Havia setores onde não pude entrar. Imaginei que seriam as solitárias. Não
acredito que fossem o chiqueiro imundo de presídios que conheço via imprensa e
outros relatos, mais uma prova de que o ser humano tem um lado sombrio
preocupante, pois aquilo não é decidido e administrado por psicopatas, mas por
pessoas no cumprimento da lei (as perguntas seriam: que pessoas e que
leis?).
Vendo minha
emoção, minha acompanhante dizia: "Não se impressione demais, aquela vovozinha
desdentada matou os três filhinhos da amante do marido. Aquela moça com cara de
anjo esfaqueou e mutilou o marido, que a traía". Mas a maioria dos casos, ela me
disse, era de "crimes do coração". Mulheres de todas as idades estavam ali em
lugar de seu companheiro: numa batida policial, o traficante botara a droga
embaixo do travesseiro, nas roupas dela ou do bebê, e fugira. Apanhada, a pobre
fora para a prisão no lugar dele, e em geral elas aceitavam tudo sem o
acusar.
No fim da
visita, hora de inaugurar a biblioteca, descerrando a placa que me deixaria
presente ali definitivamente. Fiquei aflita. O que dizer àquelas mulheres,
algumas jovenzinhas, outras já envelhecidas, olhos magoados de criança surrada
ou duros como punhais? Eu não havia preparado nada. Não dou conferências.

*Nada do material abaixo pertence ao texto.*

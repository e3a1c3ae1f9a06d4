use serde_json::{Map, Value};

use crate::types::{LAST_UPDATED_FIELD, is_empty_value};

/// How a canonical value is merged into a local field.
#[derive(Debug, Clone, Copy, PartialEq, Eq)]
pub enum MergePolicy {
    /// Written only when the local value is missing, null, blank or an empty list.
    FillIfEmpty,
    /// Written whenever it differs from the local value.
    AlwaysOverwrite,
    /// The display name; kept when the local name is curated or the record is promo coded.
    ProtectedName,
    /// A category list built from composite category fields, compared ignoring order.
    CategoricalComposite,
    /// The identifier codes; canonical codes are merged with local extension codes.
    IdentifierSet,
}

/// One row of the merge table.
#[derive(Debug, Clone, Copy, PartialEq, Eq)]
pub struct FieldRule {
    pub field: &'static str,
    pub policy: MergePolicy,
}

impl FieldRule {
    pub const fn new(field: &'static str, policy: MergePolicy) -> Self {
        Self { field, policy }
    }
}

/// Default merge table.
///
/// The `code` row covers the `code`, `codes` and `primary_code` fields.
pub const DEFAULT_FIELD_RULES: &[FieldRule] = &[
    FieldRule::new("name", MergePolicy::ProtectedName),
    FieldRule::new("type", MergePolicy::FillIfEmpty),
    FieldRule::new("job", MergePolicy::FillIfEmpty),
    FieldRule::new("cost", MergePolicy::FillIfEmpty),
    FieldRule::new("power", MergePolicy::FillIfEmpty),
    FieldRule::new("rarity", MergePolicy::FillIfEmpty),
    FieldRule::new("elements", MergePolicy::FillIfEmpty),
    FieldRule::new("sets", MergePolicy::AlwaysOverwrite),
    FieldRule::new("categories", MergePolicy::CategoricalComposite),
    FieldRule::new("code", MergePolicy::IdentifierSet),
];

/// Field updates for one local record.
///
/// Always carries the write timestamp; the updates are empty when nothing else is present.
#[derive(Debug, Clone, PartialEq)]
pub struct FieldUpdates {
    fields: Map<String, Value>,
}

impl FieldUpdates {
    /// Creates updates holding only the `last_updated` timestamp.
    pub fn new(timestamp: impl Into<Value>) -> Self {
        let mut fields = Map::new();
        fields.insert(LAST_UPDATED_FIELD.to_string(), timestamp.into());

        Self { fields }
    }

    pub fn insert(&mut self, field: impl Into<String>, value: Value) {
        self.fields.insert(field.into(), value);
    }

    pub fn get(&self, field: &str) -> Option<&Value> {
        self.fields.get(field)
    }

    pub fn contains(&self, field: &str) -> bool {
        self.fields.contains_key(field)
    }

    /// Whether no field besides the timestamp is updated.
    pub fn is_empty(&self) -> bool {
        self.len() == 0
    }

    /// Number of updated fields, the timestamp excluded.
    pub fn len(&self) -> usize {
        self.fields
            .keys()
            .filter(|field| field.as_str() != LAST_UPDATED_FIELD)
            .count()
    }

    pub fn fields(&self) -> &Map<String, Value> {
        &self.fields
    }

    pub fn into_fields(self) -> Map<String, Value> {
        self.fields
    }
}

/// Whether `canonical` should replace `local` under [`MergePolicy::FillIfEmpty`].
pub(crate) fn should_fill(local: Option<&Value>, canonical: &Value) -> bool {
    is_empty_value(local) && !is_empty_value(Some(canonical))
}

/// Whether two values differ once string lists are compared without order.
pub(crate) fn differs(local: Option<&Value>, canonical: &Value) -> bool {
    match (local, canonical) {
        (Some(Value::Array(local)), Value::Array(canonical)) => {
            normalized_list(local) != normalized_list(canonical)
        }
        (Some(Value::String(local)), Value::String(canonical)) => local.trim() != canonical.trim(),
        (Some(local), canonical) => local != canonical,
        (None, canonical) => !canonical.is_null(),
    }
}

fn normalized_list(values: &[Value]) -> Vec<String> {
    let mut values: Vec<String> = values
        .iter()
        .map(|value| match value {
            Value::String(text) => text.trim().to_string(),
            other => other.to_string(),
        })
        .collect();
    values.sort();
    values.dedup();
    values
}
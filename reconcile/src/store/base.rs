use std::future::Future;

use serde_json::Value;

use crate::error::SyncResult;
use crate::store::WriteBatch;
use crate::types::{Document, DocumentKey, LocalRecord};

/// Equality filter on a top-level document field.
#[derive(Debug, Clone, PartialEq)]
pub struct Filter {
    pub field: String,
    pub value: Value,
}

impl Filter {
    pub fn eq(field: impl Into<String>, value: impl Into<Value>) -> Self {
        Self {
            field: field.into(),
            value: value.into(),
        }
    }
}

/// Ordering of query results by document id.
#[derive(Debug, Clone, Copy, Default, PartialEq, Eq)]
pub enum Order {
    #[default]
    Ascending,
    Descending,
}

/// Filtered read over one collection with cursor pagination on the document id.
#[derive(Debug, Clone, PartialEq)]
pub struct Query {
    pub collection: String,
    pub filters: Vec<Filter>,
    pub order_by: Order,
    pub limit: Option<usize>,
    /// Only documents ordered strictly after this id are returned.
    pub start_after: Option<String>,
}

impl Query {
    pub fn collection(collection: impl Into<String>) -> Self {
        Self {
            collection: collection.into(),
            filters: Vec::new(),
            order_by: Order::default(),
            limit: None,
            start_after: None,
        }
    }

    pub fn filter(mut self, filter: Filter) -> Self {
        self.filters.push(filter);
        self
    }

    pub fn order_by(mut self, order: Order) -> Self {
        self.order_by = order;
        self
    }

    pub fn limit(mut self, limit: usize) -> Self {
        self.limit = Some(limit);
        self
    }

    pub fn start_after(mut self, id: impl Into<String>) -> Self {
        self.start_after = Some(id.into());
        self
    }
}

/// Document database the reconciler reads local records from and writes updates to.
///
/// [`DocumentStore::commit`] is atomic. Transient failures are reported as
/// [`crate::error::ErrorKind::StoreUnavailable`] or
/// [`crate::error::ErrorKind::StoreDeadlineExceeded`]; every other kind is treated as fatal.
pub trait DocumentStore {
    /// Returns the document stored under `key`.
    fn get(&self, key: &DocumentKey) -> impl Future<Output = SyncResult<Option<Document>>> + Send;

    /// Returns the documents stored under `keys`, in the order of `keys`.
    fn get_all(
        &self,
        keys: &[DocumentKey],
    ) -> impl Future<Output = SyncResult<Vec<Option<Document>>>> + Send;

    /// Runs `query` and returns the matching documents with their ids.
    fn query(&self, query: &Query) -> impl Future<Output = SyncResult<Vec<(String, Document)>>> + Send;

    /// Applies every mutation of `batch`, or none of them.
    fn commit(&self, batch: &WriteBatch) -> impl Future<Output = SyncResult<()>> + Send;
}

/// Reads every document of `collection` page by page, ordered by id.
pub async fn load_collection<S>(
    store: &S,
    collection: &str,
    page_size: usize,
) -> SyncResult<Vec<LocalRecord>>
where
    S: DocumentStore,
{
    let page_size = page_size.max(1);
    let mut records = Vec::new();
    let mut cursor: Option<String> = None;

    loop {
        let mut query = Query::collection(collection).limit(page_size);
        if let Some(cursor) = cursor.take() {
            query = query.start_after(cursor);
        }

        let page = store.query(&query).await?;
        let page_len = page.len();
        cursor = page.last().map(|(id, _)| id.clone());
        records.extend(page.into_iter().map(|(id, data)| LocalRecord::new(id, data)));

        if page_len < page_size {
            break;
        }
    }

    Ok(records)
}
use serde_json::Value;

use crate::store::memory::MemoryStore;
use crate::types::{CanonicalRecord, Document, DocumentKey, LocalRecord};

/// Returns a canonical record with only `code` set.
pub fn canonical(code: &str) -> CanonicalRecord {
    CanonicalRecord {
        code: code.to_string(),
        ..Default::default()
    }
}

/// Builds a local record from a JSON object.
///
/// # Panics
///
/// Panics if `data` is not a JSON object.
pub fn local(id: &str, data: Value) -> LocalRecord {
    let Value::Object(data) = data else {
        panic!("local record `{id}` must be a JSON object");
    };

    LocalRecord::new(id, data)
}

/// Builds a document from a JSON object.
///
/// # Panics
///
/// Panics if `data` is not a JSON object.
pub fn document(data: Value) -> Document {
    match data {
        Value::Object(document) => document,
        other => panic!("expected a JSON object, got {other}"),
    }
}

/// Inserts `records` into `collection` without going through a commit.
pub async fn seed_records(store: &MemoryStore, collection: &str, records: Vec<LocalRecord>) {
    for record in records {
        store
            .insert(DocumentKey::new(collection, record.id), record.data)
            .await;
    }
}
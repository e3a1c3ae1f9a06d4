use crate::matching::{PromoPatterns, normalize_code};
use crate::types::LocalRecord;

/// Shortest word prefix kept as a search term.
const MIN_PREFIX_CHARS: usize = 2;

/// Returns the sorted search terms of `record`.
///
/// Terms are the lower-cased prefixes of every word of the name, from two characters up to the
/// whole word, followed by the normalized identifier codes, also lower-cased.
pub fn search_terms(record: &LocalRecord, promo: &PromoPatterns) -> Vec<String> {
    let mut terms = Vec::new();

    if let Some(name) = record.name() {
        for word in name
            .split(|c: char| !c.is_alphanumeric())
            .filter(|word| !word.is_empty())
        {
            let word = word.to_lowercase();
            let mut prefix = String::with_capacity(word.len());
            for (index, c) in word.chars().enumerate() {
                prefix.push(c);
                if index + 1 >= MIN_PREFIX_CHARS {
                    terms.push(prefix.clone());
                }
            }
        }
    }

    let codes = record
        .code()
        .map(|code| promo.split_codes(code))
        .unwrap_or_default()
        .into_iter()
        .chain(record.codes());
    for code in codes {
        let normalized = normalize_code(&code).to_lowercase();
        if !normalized.is_empty() {
            terms.push(normalized);
        }
    }

    terms.sort();
    terms.dedup();
    terms
}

Converso com as pessoas, divido com elas minha curiosidade ou reflexões. Ali
fiquei insegura, me senti pequena, quase miserável – tudo o que eu dissesse
estaria errado. Logo eu voltaria para as ruas, para minha casa, para minha
família. Elas ficariam lá, justa ou injustamente, por alguns anos, muitos anos,
a vida toda.
Entendi que a
única saída era a sinceridade: disse-lhes sem rodeios que estava me sentindo
mal, que não tinha palavras, que me incomodava a liberdade de sair em seguida,
enquanto elas ficariam. Não me importavam, ali, nem justiça nem injustiça.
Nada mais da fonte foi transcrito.